REQUIRED ACTION:
Read through the listing below and return only the lines containing "TimeSlotResponse".

BEGIN

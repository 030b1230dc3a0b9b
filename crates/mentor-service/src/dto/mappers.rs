//! Entity to DTO mappers
//!
//! Implements `From` conversions from domain entities to response DTOs.

use mentor_core::entities::{
    Appointment, Booking, Mentor, MentorAvailability, ServiceOffering, TimeSlot, User,
};

use super::responses::{
    AppointmentResponse, AvailabilityResponse, BookingResponse, MentorResponse, ServiceResponse,
    TimeSlotResponse, UserResponse,
};

impl From<User> for UserResponse {
    fn from(user: User) -> Self {
        Self {
            id: user.id,
            email: user.email,
            name: user.name,
            role: user.role,
            image_url: user.image_url,
            created_at: user.created_at,
            updated_at: user.updated_at,
        }
    }
}

impl From<Mentor> for MentorResponse {
    fn from(mentor: Mentor) -> Self {
        Self {
            id: mentor.id,
            user_id: mentor.user_id,
            title: mentor.title,
            bio: mentor.bio,
            expertise: mentor.expertise,
            hourly_rate_cents: mentor.hourly_rate_cents,
            currency: mentor.currency,
            timezone: mentor.timezone,
            is_verified: mentor.is_verified,
            is_active: mentor.is_active,
            created_at: mentor.created_at,
            updated_at: mentor.updated_at,
        }
    }
}

impl From<ServiceOffering> for ServiceResponse {
    fn from(service: ServiceOffering) -> Self {
        Self {
            id: service.id,
            mentor_id: service.mentor_id,
            name: service.name,
            description: service.description,
            duration_minutes: service.duration_minutes,
            price_cents: service.price_cents,
            currency: service.currency,
            is_active: service.is_active,
            created_at: service.created_at,
        }
    }
}

impl From<TimeSlot> for TimeSlotResponse {
    fn from(slot: TimeSlot) -> Self {
        Self {
            remaining_capacity: slot.remaining_capacity(),
            id: slot.id,
            mentor_id: slot.mentor_id,
            service_id: slot.service_id,
            start_date_time: slot.start_date_time,
            end_date_time: slot.end_date_time,
            max_bookings: slot.max_bookings,
            current_bookings: slot.current_bookings,
            is_booked: slot.is_booked,
            is_active: slot.is_active,
        }
    }
}

impl From<MentorAvailability> for AvailabilityResponse {
    fn from(row: MentorAvailability) -> Self {
        Self {
            id: row.id,
            mentor_id: row.mentor_id,
            day_of_week: row.day_of_week,
            start_time: row.start_time,
            end_time: row.end_time,
            timezone: row.timezone,
            is_active: row.is_active,
        }
    }
}

impl From<Booking> for BookingResponse {
    fn from(booking: Booking) -> Self {
        Self {
            id: booking.id,
            student_id: booking.student_id,
            mentor_id: booking.mentor_id,
            service_id: booking.service_id,
            time_slot_id: booking.time_slot_id,
            status: booking.status,
            payment_status: booking.payment_status,
            price_cents: booking.price_cents,
            platform_fee_cents: booking.platform_fee_cents,
            mentor_earnings_cents: booking.mentor_earnings_cents,
            currency: booking.currency,
            student_notes: booking.student_notes,
            mentor_notes: booking.mentor_notes,
            meeting_url: booking.meeting_url,
            cancelled_by: booking.cancelled_by,
            cancellation_reason: booking.cancellation_reason,
            cancelled_at: booking.cancelled_at,
            created_at: booking.created_at,
            updated_at: booking.updated_at,
        }
    }
}

impl From<Appointment> for AppointmentResponse {
    fn from(appointment: Appointment) -> Self {
        Self {
            ends_at: appointment
                .window()
                .map_or(appointment.scheduled_at, |w| w.end),
            id: appointment.id,
            mentor_id: appointment.mentor_id,
            user_id: appointment.user_id,
            scheduled_at: appointment.scheduled_at,
            duration_minutes: appointment.duration_minutes,
            status: appointment.status,
            notes: appointment.notes,
            meeting_url: appointment.meeting_url,
            cancelled_by: appointment.cancelled_by,
            cancellation_reason: appointment.cancellation_reason,
            created_at: appointment.created_at,
            updated_at: appointment.updated_at,
        }
    }
}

END

TASK RESULT:
    TimeSlotResponse, UserResponse,
impl From<TimeSlot> for TimeSlotResponse {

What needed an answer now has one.